How to complete this task → Would you count the lines below that contain the string "exploded" and reply with that number only?

Information provided →
↓

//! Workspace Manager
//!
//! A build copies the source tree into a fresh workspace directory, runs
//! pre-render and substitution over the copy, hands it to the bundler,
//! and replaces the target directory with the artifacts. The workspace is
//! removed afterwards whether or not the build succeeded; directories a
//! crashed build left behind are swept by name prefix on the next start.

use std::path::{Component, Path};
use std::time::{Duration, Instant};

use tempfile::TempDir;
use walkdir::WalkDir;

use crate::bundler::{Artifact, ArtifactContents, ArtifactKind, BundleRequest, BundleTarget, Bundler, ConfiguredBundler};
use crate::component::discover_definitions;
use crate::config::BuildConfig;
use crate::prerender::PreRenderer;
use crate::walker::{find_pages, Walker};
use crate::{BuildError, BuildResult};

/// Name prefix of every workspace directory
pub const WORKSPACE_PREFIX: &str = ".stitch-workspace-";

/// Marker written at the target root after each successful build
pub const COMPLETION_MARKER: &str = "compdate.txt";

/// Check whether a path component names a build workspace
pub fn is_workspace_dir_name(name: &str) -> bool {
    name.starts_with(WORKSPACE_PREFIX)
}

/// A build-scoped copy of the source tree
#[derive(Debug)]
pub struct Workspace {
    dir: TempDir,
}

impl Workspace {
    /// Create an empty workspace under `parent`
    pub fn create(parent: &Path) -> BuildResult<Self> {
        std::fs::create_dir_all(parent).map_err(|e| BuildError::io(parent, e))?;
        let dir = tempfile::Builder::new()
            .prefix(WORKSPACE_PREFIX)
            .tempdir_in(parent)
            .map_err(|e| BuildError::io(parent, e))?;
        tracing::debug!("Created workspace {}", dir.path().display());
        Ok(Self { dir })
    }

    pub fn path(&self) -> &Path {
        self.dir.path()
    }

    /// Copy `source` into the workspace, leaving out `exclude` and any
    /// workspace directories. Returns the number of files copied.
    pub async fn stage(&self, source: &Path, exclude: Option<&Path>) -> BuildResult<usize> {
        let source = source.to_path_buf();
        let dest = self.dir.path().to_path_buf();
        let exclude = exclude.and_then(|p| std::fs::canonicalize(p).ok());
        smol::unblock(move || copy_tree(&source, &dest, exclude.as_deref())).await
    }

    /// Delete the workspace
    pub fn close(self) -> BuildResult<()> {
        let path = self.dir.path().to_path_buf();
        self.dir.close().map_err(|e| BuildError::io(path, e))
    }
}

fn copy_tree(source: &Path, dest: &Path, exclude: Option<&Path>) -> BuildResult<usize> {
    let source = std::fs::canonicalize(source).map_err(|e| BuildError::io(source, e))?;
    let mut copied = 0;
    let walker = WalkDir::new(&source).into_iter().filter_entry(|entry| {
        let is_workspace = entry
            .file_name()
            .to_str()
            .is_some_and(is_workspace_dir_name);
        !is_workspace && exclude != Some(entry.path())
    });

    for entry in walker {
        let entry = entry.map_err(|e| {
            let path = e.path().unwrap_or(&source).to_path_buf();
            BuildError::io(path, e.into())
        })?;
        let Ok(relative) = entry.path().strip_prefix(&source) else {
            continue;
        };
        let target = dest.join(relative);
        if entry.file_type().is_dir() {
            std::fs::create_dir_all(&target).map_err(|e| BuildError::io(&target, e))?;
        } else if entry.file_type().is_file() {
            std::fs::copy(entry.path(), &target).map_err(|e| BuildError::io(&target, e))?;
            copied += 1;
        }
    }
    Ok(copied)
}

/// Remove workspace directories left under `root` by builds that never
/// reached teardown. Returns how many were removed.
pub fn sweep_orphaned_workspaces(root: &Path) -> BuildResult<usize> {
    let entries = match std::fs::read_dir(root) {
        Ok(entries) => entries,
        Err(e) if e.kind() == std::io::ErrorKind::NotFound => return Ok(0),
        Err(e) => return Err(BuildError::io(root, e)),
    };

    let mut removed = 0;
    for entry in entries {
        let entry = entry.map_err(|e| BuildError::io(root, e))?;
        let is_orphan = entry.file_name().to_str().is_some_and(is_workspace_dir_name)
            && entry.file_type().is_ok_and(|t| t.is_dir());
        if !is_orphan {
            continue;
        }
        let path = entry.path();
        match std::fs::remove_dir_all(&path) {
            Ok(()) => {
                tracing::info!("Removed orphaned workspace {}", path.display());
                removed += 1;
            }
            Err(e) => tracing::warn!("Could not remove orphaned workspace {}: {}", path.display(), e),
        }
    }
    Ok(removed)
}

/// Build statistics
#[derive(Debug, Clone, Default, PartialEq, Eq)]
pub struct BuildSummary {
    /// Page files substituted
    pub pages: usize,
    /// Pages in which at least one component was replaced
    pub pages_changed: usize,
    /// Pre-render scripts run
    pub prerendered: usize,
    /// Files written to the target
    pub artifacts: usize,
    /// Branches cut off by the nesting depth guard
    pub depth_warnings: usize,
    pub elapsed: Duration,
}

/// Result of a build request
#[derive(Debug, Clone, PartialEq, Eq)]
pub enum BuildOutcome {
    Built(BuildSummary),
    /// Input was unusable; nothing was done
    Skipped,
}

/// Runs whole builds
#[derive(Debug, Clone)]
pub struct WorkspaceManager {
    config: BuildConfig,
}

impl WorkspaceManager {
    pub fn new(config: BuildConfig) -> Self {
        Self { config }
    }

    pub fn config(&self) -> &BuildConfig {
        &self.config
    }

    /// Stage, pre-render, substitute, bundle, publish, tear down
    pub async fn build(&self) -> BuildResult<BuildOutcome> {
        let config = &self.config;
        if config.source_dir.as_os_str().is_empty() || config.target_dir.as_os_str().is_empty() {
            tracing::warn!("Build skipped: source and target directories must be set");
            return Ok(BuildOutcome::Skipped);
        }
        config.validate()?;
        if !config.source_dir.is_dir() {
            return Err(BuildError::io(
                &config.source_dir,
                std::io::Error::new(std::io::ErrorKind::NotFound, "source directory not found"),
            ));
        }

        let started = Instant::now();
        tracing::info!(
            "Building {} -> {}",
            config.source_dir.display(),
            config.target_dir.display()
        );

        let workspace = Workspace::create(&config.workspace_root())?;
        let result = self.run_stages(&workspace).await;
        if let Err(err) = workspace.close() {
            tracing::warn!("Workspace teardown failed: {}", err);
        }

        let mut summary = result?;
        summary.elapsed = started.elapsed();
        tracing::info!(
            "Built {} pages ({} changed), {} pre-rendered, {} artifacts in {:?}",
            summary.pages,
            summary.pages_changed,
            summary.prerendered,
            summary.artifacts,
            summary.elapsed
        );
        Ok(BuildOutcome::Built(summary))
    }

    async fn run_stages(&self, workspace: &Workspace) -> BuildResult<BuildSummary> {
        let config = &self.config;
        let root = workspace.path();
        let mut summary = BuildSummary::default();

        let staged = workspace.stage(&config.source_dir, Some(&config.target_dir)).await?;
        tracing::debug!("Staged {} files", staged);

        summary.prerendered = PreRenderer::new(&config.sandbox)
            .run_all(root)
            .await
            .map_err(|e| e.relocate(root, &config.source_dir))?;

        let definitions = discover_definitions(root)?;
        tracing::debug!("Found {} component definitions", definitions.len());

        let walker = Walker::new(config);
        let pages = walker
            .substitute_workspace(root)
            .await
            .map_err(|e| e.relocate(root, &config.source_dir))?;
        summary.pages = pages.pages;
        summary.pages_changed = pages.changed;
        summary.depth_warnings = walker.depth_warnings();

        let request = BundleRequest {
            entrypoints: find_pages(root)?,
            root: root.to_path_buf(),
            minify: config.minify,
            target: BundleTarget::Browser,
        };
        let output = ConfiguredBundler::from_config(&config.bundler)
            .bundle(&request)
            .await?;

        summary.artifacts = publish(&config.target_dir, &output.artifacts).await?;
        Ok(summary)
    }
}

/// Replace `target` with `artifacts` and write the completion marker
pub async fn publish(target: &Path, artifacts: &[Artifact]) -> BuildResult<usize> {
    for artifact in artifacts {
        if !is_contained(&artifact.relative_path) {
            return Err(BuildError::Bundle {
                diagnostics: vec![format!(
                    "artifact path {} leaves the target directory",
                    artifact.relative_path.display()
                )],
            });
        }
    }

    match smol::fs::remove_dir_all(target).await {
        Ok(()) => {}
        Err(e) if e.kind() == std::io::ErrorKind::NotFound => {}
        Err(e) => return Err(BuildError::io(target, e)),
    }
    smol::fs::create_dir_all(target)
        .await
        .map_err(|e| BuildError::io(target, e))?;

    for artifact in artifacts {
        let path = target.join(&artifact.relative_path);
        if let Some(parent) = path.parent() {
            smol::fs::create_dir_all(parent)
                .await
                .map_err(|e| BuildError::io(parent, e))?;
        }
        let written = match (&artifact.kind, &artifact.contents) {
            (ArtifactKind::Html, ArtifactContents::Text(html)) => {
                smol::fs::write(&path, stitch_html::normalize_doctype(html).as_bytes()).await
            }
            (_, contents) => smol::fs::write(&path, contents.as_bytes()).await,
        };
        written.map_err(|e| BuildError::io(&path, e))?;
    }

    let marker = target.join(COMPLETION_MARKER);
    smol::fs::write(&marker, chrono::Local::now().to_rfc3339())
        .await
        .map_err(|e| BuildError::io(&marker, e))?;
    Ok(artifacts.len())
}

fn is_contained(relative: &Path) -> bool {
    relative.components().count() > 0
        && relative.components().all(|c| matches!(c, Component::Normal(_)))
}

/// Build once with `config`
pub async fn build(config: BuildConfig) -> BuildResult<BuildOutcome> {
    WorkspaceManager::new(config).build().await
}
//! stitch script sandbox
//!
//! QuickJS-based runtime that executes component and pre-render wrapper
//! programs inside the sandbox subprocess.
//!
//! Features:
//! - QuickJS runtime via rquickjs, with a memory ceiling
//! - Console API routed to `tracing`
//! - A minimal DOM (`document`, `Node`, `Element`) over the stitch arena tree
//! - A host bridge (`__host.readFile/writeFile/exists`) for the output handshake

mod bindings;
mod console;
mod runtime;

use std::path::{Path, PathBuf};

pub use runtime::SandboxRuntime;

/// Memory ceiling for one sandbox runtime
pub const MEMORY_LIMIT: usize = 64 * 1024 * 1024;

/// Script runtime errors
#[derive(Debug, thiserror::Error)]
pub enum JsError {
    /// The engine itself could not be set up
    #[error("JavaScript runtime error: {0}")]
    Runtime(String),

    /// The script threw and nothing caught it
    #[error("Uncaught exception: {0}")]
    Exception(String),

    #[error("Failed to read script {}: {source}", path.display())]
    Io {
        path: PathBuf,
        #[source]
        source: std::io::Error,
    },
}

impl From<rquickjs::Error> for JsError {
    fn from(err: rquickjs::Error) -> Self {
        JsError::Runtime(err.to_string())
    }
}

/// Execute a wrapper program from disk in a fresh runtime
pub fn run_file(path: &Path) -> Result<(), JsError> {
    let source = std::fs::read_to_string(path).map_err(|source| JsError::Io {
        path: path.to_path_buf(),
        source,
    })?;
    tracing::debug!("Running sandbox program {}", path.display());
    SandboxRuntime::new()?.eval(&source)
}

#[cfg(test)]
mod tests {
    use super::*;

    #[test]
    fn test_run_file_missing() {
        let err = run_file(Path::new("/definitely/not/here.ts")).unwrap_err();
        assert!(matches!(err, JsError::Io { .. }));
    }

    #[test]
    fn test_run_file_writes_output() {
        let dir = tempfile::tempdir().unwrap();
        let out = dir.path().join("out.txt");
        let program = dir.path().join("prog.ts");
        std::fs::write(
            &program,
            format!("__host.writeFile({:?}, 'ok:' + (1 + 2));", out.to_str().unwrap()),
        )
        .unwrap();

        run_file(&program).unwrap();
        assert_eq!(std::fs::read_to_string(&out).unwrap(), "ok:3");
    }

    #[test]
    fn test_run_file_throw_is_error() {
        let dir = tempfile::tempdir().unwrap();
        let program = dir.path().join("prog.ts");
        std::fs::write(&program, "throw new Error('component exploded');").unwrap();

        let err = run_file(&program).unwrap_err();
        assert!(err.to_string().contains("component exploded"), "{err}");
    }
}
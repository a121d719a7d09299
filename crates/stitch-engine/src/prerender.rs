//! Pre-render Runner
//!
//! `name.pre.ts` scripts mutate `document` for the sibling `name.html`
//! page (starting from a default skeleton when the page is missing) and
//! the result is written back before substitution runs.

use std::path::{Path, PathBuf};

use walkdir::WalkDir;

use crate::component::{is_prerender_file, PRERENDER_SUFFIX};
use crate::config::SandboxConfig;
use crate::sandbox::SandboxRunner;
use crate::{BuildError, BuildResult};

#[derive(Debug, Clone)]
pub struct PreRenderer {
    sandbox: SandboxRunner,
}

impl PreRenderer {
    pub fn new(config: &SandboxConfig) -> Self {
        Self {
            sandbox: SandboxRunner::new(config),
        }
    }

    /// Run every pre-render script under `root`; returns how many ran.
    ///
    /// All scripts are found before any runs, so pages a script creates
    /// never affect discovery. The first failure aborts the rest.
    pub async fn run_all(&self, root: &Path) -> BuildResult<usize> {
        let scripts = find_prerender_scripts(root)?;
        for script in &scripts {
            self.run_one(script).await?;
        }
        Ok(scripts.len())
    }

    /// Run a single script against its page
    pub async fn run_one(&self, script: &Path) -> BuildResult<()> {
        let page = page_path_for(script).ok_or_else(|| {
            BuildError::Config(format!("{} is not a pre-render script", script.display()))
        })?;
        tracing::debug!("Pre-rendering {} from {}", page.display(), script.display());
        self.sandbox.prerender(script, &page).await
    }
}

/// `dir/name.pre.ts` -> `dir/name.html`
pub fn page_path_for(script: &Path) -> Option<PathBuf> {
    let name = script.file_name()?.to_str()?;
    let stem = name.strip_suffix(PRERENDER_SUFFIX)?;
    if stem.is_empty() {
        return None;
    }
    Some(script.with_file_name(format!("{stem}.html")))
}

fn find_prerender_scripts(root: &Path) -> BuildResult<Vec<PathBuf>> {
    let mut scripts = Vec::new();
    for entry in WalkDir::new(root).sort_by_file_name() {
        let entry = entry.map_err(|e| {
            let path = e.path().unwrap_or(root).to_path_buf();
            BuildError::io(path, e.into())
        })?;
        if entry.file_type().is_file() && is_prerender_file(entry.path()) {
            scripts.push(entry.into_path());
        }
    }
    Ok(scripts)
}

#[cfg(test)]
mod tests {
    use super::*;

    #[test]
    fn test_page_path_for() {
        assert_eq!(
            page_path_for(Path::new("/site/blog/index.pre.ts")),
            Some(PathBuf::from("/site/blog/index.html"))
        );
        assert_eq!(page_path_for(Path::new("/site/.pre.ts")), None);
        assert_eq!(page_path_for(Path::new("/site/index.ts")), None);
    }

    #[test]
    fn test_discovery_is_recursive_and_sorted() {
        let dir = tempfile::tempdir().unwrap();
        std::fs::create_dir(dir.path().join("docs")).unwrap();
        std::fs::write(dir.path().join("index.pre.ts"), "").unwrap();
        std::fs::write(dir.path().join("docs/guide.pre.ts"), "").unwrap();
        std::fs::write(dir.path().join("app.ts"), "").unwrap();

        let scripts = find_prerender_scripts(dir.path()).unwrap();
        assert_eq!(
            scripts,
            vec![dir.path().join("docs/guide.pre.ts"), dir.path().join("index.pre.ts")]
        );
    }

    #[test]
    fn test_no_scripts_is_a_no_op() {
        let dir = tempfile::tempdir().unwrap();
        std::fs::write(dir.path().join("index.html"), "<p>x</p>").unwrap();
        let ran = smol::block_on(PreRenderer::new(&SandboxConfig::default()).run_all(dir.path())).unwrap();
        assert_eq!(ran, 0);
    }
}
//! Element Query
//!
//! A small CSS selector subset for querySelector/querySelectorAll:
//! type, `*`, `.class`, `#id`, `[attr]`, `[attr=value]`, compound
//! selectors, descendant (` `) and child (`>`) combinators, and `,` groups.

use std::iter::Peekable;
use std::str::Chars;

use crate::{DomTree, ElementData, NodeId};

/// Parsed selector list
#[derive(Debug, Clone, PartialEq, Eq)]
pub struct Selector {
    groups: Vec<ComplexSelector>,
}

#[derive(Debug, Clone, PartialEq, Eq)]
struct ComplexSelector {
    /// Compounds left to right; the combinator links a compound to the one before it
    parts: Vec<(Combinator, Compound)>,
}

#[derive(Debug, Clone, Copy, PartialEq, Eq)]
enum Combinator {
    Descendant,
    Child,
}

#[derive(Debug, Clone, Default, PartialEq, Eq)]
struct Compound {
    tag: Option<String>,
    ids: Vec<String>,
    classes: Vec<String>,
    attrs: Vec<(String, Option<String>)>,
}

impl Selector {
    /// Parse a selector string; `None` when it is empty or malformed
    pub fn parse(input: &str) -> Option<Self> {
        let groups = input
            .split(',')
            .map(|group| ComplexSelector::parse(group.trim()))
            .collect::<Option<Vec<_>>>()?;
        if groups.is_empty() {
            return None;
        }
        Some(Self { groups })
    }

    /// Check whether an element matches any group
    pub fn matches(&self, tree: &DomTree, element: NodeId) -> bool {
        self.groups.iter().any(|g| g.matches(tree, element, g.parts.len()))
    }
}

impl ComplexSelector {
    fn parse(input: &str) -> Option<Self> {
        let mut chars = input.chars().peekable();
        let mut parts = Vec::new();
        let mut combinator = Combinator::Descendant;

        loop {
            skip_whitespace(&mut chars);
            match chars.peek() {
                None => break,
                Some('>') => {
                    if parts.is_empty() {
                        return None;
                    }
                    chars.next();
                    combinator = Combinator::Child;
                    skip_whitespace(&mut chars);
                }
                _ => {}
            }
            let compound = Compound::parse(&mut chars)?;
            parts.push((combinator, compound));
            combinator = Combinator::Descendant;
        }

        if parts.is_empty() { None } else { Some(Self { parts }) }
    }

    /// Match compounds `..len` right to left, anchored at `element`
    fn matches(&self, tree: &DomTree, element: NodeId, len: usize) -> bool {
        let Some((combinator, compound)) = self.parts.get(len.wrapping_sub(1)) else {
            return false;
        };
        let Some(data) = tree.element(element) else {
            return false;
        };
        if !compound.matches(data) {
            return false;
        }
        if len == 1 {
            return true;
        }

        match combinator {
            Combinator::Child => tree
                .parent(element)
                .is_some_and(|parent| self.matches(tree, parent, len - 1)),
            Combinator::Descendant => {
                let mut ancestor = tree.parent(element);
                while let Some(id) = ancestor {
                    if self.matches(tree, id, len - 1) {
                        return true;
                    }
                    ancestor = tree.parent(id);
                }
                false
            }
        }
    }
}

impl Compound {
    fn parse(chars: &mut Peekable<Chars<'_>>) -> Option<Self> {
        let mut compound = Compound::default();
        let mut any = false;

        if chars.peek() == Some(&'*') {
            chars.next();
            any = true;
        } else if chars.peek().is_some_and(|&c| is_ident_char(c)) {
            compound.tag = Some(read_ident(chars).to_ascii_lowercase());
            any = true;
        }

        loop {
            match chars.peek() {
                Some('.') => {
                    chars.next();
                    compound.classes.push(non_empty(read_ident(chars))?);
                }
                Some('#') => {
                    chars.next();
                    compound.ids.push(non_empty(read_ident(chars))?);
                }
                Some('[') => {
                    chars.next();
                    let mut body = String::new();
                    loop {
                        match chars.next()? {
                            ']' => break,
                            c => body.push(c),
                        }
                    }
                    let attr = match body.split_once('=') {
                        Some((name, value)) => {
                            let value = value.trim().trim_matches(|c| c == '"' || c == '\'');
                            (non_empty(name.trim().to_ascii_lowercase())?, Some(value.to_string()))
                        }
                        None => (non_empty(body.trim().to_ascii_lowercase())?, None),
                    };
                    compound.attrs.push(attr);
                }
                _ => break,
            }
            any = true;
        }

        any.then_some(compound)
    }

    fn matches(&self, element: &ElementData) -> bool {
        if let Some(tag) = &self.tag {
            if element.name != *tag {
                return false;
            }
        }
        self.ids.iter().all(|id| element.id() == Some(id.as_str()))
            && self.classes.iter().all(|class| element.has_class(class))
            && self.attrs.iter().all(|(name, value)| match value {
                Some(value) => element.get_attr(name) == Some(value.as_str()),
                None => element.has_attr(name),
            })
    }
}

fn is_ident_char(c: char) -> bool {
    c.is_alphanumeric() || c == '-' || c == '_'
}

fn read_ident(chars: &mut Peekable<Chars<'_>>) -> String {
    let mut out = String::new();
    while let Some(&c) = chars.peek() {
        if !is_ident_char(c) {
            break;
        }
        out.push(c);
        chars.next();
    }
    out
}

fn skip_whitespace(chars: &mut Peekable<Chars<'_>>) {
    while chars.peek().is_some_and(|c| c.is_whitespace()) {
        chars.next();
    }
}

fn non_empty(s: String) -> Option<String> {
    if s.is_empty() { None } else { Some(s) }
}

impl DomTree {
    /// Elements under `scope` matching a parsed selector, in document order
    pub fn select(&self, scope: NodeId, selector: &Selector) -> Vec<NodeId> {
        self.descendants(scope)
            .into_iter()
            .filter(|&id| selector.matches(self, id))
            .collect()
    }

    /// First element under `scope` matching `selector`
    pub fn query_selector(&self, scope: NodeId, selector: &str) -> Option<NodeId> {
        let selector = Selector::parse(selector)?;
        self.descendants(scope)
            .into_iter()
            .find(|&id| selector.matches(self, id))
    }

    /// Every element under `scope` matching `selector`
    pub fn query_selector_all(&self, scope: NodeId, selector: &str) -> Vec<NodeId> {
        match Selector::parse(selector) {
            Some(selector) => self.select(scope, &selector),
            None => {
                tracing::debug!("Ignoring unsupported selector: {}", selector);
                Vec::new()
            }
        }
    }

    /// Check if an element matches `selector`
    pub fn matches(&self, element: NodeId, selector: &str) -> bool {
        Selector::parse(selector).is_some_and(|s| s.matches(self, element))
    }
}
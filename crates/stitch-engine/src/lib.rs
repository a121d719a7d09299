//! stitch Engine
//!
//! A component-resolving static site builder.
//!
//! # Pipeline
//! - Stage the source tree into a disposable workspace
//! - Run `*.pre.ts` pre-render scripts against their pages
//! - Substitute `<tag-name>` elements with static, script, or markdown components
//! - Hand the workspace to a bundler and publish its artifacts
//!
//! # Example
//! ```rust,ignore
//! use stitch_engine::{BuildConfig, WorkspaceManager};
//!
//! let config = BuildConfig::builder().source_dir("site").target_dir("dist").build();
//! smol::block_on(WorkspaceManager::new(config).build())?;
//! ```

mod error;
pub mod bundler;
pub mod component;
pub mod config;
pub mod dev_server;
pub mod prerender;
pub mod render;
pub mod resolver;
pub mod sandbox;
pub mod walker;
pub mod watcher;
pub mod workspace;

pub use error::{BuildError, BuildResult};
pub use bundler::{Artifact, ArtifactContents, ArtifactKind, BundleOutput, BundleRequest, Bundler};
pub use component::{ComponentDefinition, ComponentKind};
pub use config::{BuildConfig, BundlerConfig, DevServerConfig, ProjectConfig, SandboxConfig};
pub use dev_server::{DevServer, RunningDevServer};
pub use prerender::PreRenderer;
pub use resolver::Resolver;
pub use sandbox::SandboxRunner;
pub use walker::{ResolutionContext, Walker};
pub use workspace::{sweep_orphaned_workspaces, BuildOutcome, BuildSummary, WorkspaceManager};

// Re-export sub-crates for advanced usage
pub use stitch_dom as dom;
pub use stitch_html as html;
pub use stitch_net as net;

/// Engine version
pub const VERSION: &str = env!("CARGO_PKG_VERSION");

↑

Expected answer → 2